A Light in the darkness
By Julie Koerber Yellowstone Valley Woman
January 2, 2010

When Cheryl Moseley set off to explore the jagged-edge mountains of picturesque Nepal, she had no idea that a brutal crime, a sudden tragedy and one of the most beloved women of the 20th century would unite to change her life forever.

The year was 1972. Just a few years out of nursing school, the opportunity came to visit Nepal on a mountaineering expedition. Cheryl decided there was no time like the present. But during the trek, while the team was camped along the Khumbu Glacier not far from the Mount Everest base camp, a wicked storm brewed forcing the group to hunker down to try and survive. One of the porters leading the mission decided he needed to make it out of the area to search for food. “He died trying to save our life. He froze to death,” Cheryl says somberly. As the many days passed and her crew survived, Cheryl felt the aftershocks of what she had just been through. She decided to stay in India and find a way to pay back the Sherpa porter’s bravery.

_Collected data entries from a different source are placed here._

#[cfg(test)]
mod tests {
    use super::*;
    use crate::client::mock::MockTransport;
    use crate::client::{Auth, Method, ServiceClient};
    use crate::config::Service;
    use std::sync::Arc;

    const TRANSITIONS: &str = "/rest/api/3/issue/PROJ-1/transitions";
    const USER_SEARCH: &str = "/rest/api/3/user/search";

    fn jira(transport: &Arc<MockTransport>) -> JiraClient {
        JiraClient::new(ServiceClient::new(
            Service::Jira,
            "https://example.atlassian.net",
            Auth::Basic {
                username: "dev@example.com".into(),
                password: "token".into(),
            },
            transport.clone(),
        ))
    }

    fn transitions_body() -> serde_json::Value {
        json!({"transitions": [
            {"id": "11", "name": "To Do"},
            {"id": "21", "name": "In Progress"},
            {"id": "31", "name": "Done"}
        ]})
    }

    #[tokio::test]
    async fn test_create_with_unknown_assignee() {
        let transport = Arc::new(
            MockTransport::new()
                .on_json(Method::GET, USER_SEARCH, 200, json!([]))
                .on_json(
                    Method::POST,
                    "/rest/api/3/issue",
                    201,
                    json!({"id": "10001", "key": "PROJ-9"}),
                ),
        );
        let client = jira(&transport);
        let mut workflow = JiraWorkflow::new(&client, TransitionAliases::default());
        let mut report = Report::new();

        let created = workflow
            .create_issue(
                CreateIssue {
                    project: "PROJ".into(),
                    issue_type: "Task".into(),
                    summary: "Ship it".into(),
                    assignee: Some("ghost".into()),
                    ..Default::default()
                },
                &mut report,
            )
            .await
            .unwrap();

        assert_eq!(created.key, "PROJ-9");
        assert_eq!(report.lines, vec!["Created: PROJ-9"]);
        assert_eq!(
            report.warnings,
            vec!["User 'ghost' not found, creating without assignee"]
        );
        let body = transport
            .last_body(Method::POST, "/rest/api/3/issue")
            .unwrap();
        assert!(body["fields"].get("assignee").is_none());
    }

    #[tokio::test]
    async fn test_create_keeps_created_line_when_epic_link_fails() {
        let transport = Arc::new(
            MockTransport::new()
                .on_json(
                    Method::POST,
                    "/rest/api/3/issue",
                    201,
                    json!({"id": "10001", "key": "PROJ-9"}),
                )
                .on(Method::PUT, "/rest/api/3/issue/PROJ-9", 400, "bad parent"),
        );
        let client = jira(&transport);
        let mut workflow = JiraWorkflow::new(&client, TransitionAliases::default());
        let mut report = Report::new();

        let err = workflow
            .create_issue(
                CreateIssue {
                    project: "PROJ".into(),
                    issue_type: "Story".into(),
                    summary: "Child".into(),
                    epic: Some("PROJ-1".into()),
                    ..Default::default()
                },
                &mut report,
            )
            .await
            .unwrap_err();

        assert!(matches!(err, ToolsError::Remote { status: 400, .. }));
        assert_eq!(report.lines, vec!["Created: PROJ-9"]);
        assert_eq!(report.steps, vec!["create_issue"]);
    }

    #[tokio::test]
    async fn test_unknown_transition_makes_no_post() {
        let transport =
            Arc::new(MockTransport::new().on_json(Method::GET, TRANSITIONS, 200, transitions_body()));
        let client = jira(&transport);
        let mut workflow = JiraWorkflow::new(&client, TransitionAliases::default());
        let mut report = Report::new();

        let err = workflow
            .transition("PROJ-1", "Shipped", Some("done"), &mut report)
            .await
            .unwrap_err();

        assert_eq!(
            err.to_string(),
            "Transition 'Shipped' not found. Available: To Do, In Progress, Done"
        );
        assert_eq!(transport.count(Method::POST, TRANSITIONS), 0);
        assert_eq!(
            transport.count(Method::POST, "/rest/api/3/issue/PROJ-1/comment"),
            0
        );
    }

    #[tokio::test]
    async fn test_transition_then_comment() {
        let transport = Arc::new(
            MockTransport::new()
                .on_json(Method::GET, TRANSITIONS, 200, transitions_body())
                .on(Method::POST, TRANSITIONS, 204, "")
                .on_json(
                    Method::POST,
                    "/rest/api/3/issue/PROJ-1/comment",
                    201,
                    json!({"id": "1"}),
                ),
        );
        let client = jira(&transport);
        let mut workflow = JiraWorkflow::new(&client, TransitionAliases::default());
        let mut report = Report::new();

        workflow
            .transition("PROJ-1", "done", Some("Released"), &mut report)
            .await
            .unwrap();

        assert_eq!(
            report.steps,
            vec!["fetch_transitions", "transition", "comment"]
        );
        assert_eq!(
            transport.last_body(Method::POST, TRANSITIONS).unwrap(),
            json!({"transition": {"id": "31"}})
        );
        assert_eq!(report.lines, vec!["Transitioned PROJ-1 to Done"]);
    }

    #[tokio::test]
    async fn test_assign_none_skips_resolver() {
        let transport = Arc::new(MockTransport::new().on(
            Method::PUT,
            "/rest/api/3/issue/PROJ-1/assignee",
            204,
            "",
        ));
        let client = jira(&transport);
        let mut workflow = JiraWorkflow::new(&client, TransitionAliases::default());
        let mut report = Report::new();

        workflow.assign("PROJ-1", "NONE", &mut report).await.unwrap();

        assert_eq!(transport.count(Method::GET, USER_SEARCH), 0);
        assert!(workflow
            .resolver()
            .cached(IdentifierKind::JiraUser, "NONE")
            .is_none());
        assert_eq!(
            transport
                .last_body(Method::PUT, "/rest/api/3/issue/PROJ-1/assignee")
                .unwrap(),
            json!({"accountId": null})
        );
        assert_eq!(report.lines, vec!["Unassigned PROJ-1"]);
    }

    #[tokio::test]
    async fn test_assign_unknown_user_is_fatal() {
        let transport = Arc::new(MockTransport::new().on_json(Method::GET, USER_SEARCH, 200, json!([])));
        let client = jira(&transport);
        let mut workflow = JiraWorkflow::new(&client, TransitionAliases::default());

        let err = workflow
            .assign("PROJ-1", "ghost", &mut Report::new())
            .await
            .unwrap_err();
        assert_eq!(err.to_string(), "User 'ghost' not found");
    }

    #[tokio::test]
    async fn test_update_requires_a_change() {
        let transport = Arc::new(MockTransport::new());
        let client = jira(&transport);
        let mut workflow = JiraWorkflow::new(&client, TransitionAliases::default());

        let err = workflow
            .update(
                UpdateIssue {
                    issue: "PROJ-1".into(),
                    ..Default::default()
                },
                &mut Report::new(),
            )
            .await
            .unwrap_err();

        assert!(matches!(err, ToolsError::Validation(_)));
        assert!(transport.calls().is_empty());
    }

    #[tokio::test]
    async fn test_update_with_only_blank_values_is_rejected() {
        let transport = Arc::new(MockTransport::new());
        let client = jira(&transport);
        let mut workflow = JiraWorkflow::new(&client, TransitionAliases::default());

        let err = workflow
            .update(
                UpdateIssue {
                    issue: "PROJ-1".into(),
                    summary: Some(String::new()),
                    comment: Some("  ".into()),
                    ..Default::default()
                },
                &mut Report::new(),
            )
            .await
            .unwrap_err();

        assert!(matches!(err, ToolsError::Validation(_)));
        assert!(transport.calls().is_empty());
    }

    #[tokio::test]
    async fn test_create_ignores_blank_epic() {
        let transport = Arc::new(MockTransport::new().on_json(
            Method::POST,
            "/rest/api/3/issue",
            201,
            json!({"id": "10001", "key": "PROJ-9"}),
        ));
        let client = jira(&transport);
        let mut workflow = JiraWorkflow::new(&client, TransitionAliases::default());
        let mut report = Report::new();

        workflow
            .create_issue(
                CreateIssue {
                    project: "PROJ".into(),
                    issue_type: "Task".into(),
                    summary: "Write docs".into(),
                    epic: Some(String::new()),
                    assignee: Some(String::new()),
                    ..Default::default()
                },
                &mut report,
            )
            .await
            .unwrap();

        assert_eq!(report.steps, vec!["create_issue"]);
        assert_eq!(transport.calls().len(), 1);
    }

    #[tokio::test]
    async fn test_update_resolves_assignee_once() {
        let transport = Arc::new(
            MockTransport::new()
                .on_json(
                    Method::GET,
                    USER_SEARCH,
                    200,
                    json!([{"accountId": "acc-1", "displayName": "Jane"}]),
                )
                .on(Method::PUT, "/rest/api/3/issue/PROJ-1/assignee", 204, "")
                .on(Method::PUT, "/rest/api/3/issue/PROJ-2/assignee", 204, ""),
        );
        let client = jira(&transport);
        let mut workflow = JiraWorkflow::new(&client, TransitionAliases::default());
        let mut report = Report::new();

        for issue in ["PROJ-1", "PROJ-2"] {
            workflow
                .update(
                    UpdateIssue {
                        issue: issue.into(),
                        assignee: Some("jane".into()),
                        ..Default::default()
                    },
                    &mut report,
                )
                .await
                .unwrap();
        }

        assert_eq!(transport.count(Method::GET, USER_SEARCH), 1);
        assert_eq!(
            report.lines,
            vec!["Assigned PROJ-1 to jane", "Assigned PROJ-2 to jane"]
        );
    }

    #[tokio::test]
    async fn test_update_order_and_soft_assignee() {
        let transport = Arc::new(
            MockTransport::new()
                .on_json(Method::GET, USER_SEARCH, 200, json!([]))
                .on(Method::PUT, "/rest/api/3/issue/PROJ-1", 204, "")
                .on_json(
                    Method::POST,
                    "/rest/api/3/issue/PROJ-1/comment",
                    201,
                    json!({}),
                ),
        );
        let client = jira(&transport);
        let mut workflow = JiraWorkflow::new(&client, TransitionAliases::default());
        let mut report = Report::new();

        workflow
            .update(
                UpdateIssue {
                    issue: "PROJ-1".into(),
                    assignee: Some("ghost".into()),
                    summary: Some("New title".into()),
                    comment: Some("Renamed".into()),
                    ..Default::default()
                },
                &mut report,
            )
            .await
            .unwrap();

        assert_eq!(report.warnings, vec!["User 'ghost' not found"]);
        assert_eq!(report.steps, vec!["update_summary", "comment"]);
        assert_eq!(
            report.lines,
            vec!["Updated summary of PROJ-1", "Comment added to PROJ-1"]
        );
    }

    #[tokio::test]
    async fn test_unresolve_with_aliases() {
        let transport = Arc::new(
            MockTransport::new()
                .on_json(
                    Method::GET,
                    TRANSITIONS,
                    200,
                    json!({"transitions": [{"id": "5", "name": "Close"}, {"id": "7", "name": "해야 할 일"}]}),
                )
                .on(Method::POST, TRANSITIONS, 204, ""),
        );
        let client = jira(&transport);
        let mut workflow = JiraWorkflow::new(&client, TransitionAliases::parse("해야 할 일, Reopen"));
        let mut report = Report::new();

        workflow.unresolve("PROJ-1", &mut report).await.unwrap();
        assert_eq!(
            transport.last_body(Method::POST, TRANSITIONS).unwrap(),
            json!({"transition": {"id": "7"}})
        );
        assert_eq!(report.lines, vec!["Reopened PROJ-1 → 해야 할 일"]);
    }

    #[tokio::test]
    async fn test_unresolve_without_match() {
        let transport =
            Arc::new(MockTransport::new().on_json(Method::GET, TRANSITIONS, 200, json!({"transitions": [{"id": "5", "name": "Close"}]})));
        let client = jira(&transport);
        let mut workflow = JiraWorkflow::new(&client, TransitionAliases::default());

        let err = workflow
            .unresolve("PROJ-1", &mut Report::new())
            .await
            .unwrap_err();
        assert!(matches!(err, ToolsError::NoReopenTransition { ref available } if available == &["Close"]));
        assert_eq!(transport.count(Method::POST, TRANSITIONS), 0);
    }
}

“I just wanted to go and work in the Tibetan refugee camp,” Cheryl admits. “I thought it would be a good way for me to pay back the man who died trying to save our life.”

While working at the camp, Cheryl would break up her day by taking walks along India’s countryside. “One day, when I was walking, I noticed this little sign that read Missionaries of Charity. Mother Teresa was written in really small letters, and then it read ‘Nirmal Hriday (which means Pure Heart), Home of the Dying Destitutes.’ I had never heard of Mother Teresa.” After all, this visit was seven years before the world would come to know Mother Teresa as the 1979 Nobel Peace Prize recipient. Continually inquisitive, Cheryl decided to step inside. “Here comes this tiny little nun who walked up to me at the door and asked if she could help me. And, it turns out, it was Mother Teresa.”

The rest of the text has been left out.